Work order
A single number is expected: the count of lines below where the word "InternalServerError" occurs.

Exercise input

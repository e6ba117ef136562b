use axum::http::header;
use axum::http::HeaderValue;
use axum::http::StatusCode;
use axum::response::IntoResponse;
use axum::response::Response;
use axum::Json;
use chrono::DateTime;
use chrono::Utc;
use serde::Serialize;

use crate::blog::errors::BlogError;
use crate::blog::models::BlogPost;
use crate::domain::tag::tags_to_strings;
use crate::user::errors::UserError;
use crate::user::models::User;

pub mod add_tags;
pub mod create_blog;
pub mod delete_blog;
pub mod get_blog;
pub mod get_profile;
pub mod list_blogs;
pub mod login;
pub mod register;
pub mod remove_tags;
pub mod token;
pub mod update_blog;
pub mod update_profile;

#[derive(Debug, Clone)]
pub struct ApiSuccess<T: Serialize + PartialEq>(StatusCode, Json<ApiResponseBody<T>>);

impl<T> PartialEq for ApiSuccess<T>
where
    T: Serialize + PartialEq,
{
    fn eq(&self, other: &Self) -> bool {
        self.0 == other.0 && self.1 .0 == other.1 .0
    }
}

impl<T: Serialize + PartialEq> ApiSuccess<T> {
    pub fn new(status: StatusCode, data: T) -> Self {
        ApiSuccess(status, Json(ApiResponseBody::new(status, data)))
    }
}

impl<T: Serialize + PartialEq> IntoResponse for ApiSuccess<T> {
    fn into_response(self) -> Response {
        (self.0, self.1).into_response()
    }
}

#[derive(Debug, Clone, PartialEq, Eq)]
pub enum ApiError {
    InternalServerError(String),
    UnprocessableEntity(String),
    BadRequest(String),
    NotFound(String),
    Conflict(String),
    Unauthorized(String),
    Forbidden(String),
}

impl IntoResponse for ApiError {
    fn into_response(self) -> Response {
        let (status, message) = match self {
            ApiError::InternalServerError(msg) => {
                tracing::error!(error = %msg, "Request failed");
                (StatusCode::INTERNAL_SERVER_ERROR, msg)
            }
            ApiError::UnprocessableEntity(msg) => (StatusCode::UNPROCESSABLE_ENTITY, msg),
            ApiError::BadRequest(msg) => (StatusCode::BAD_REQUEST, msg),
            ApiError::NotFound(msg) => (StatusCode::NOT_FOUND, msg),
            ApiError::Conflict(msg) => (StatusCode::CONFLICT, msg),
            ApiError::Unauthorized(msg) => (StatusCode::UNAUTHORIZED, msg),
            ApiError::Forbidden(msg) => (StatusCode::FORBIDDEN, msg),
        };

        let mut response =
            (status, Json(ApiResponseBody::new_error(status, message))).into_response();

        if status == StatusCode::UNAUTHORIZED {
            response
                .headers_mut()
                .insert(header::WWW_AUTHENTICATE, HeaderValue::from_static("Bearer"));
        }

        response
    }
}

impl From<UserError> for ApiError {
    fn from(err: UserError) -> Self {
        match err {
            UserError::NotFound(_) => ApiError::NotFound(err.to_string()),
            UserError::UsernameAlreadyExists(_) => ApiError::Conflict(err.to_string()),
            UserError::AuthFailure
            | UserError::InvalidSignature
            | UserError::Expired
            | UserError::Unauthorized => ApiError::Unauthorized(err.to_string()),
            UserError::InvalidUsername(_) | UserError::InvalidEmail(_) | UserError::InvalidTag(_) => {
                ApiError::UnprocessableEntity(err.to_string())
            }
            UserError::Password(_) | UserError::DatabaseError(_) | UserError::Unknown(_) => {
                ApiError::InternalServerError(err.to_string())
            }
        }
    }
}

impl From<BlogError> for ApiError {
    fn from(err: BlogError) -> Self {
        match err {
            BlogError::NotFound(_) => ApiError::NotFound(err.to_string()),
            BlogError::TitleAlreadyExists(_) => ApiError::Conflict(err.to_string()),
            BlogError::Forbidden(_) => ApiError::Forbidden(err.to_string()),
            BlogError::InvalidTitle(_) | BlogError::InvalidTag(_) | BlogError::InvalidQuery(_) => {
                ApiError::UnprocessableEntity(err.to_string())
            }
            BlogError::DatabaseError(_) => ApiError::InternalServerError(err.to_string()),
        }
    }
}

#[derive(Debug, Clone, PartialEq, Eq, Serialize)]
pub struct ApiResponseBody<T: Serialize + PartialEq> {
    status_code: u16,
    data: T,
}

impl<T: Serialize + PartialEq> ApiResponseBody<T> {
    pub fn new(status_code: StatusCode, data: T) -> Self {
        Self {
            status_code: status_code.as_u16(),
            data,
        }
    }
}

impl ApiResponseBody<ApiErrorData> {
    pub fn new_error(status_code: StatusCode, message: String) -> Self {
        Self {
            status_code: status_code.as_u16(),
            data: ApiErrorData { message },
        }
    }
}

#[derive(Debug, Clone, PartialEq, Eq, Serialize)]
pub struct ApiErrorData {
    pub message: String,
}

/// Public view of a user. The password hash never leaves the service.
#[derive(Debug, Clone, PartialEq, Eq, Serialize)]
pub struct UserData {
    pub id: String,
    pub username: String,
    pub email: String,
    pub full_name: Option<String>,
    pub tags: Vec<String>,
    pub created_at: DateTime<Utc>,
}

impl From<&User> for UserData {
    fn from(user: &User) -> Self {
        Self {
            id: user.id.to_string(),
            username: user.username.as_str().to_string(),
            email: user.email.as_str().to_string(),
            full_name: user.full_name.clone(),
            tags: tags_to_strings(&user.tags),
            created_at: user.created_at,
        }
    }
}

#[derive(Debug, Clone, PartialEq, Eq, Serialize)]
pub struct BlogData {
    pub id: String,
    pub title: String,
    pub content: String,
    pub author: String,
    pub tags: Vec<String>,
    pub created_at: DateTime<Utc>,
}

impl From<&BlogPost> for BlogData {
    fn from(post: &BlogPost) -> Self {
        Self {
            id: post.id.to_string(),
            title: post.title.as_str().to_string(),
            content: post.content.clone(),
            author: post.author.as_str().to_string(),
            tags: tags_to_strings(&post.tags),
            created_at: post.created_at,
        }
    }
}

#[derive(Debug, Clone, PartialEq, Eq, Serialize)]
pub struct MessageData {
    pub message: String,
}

Answer box
4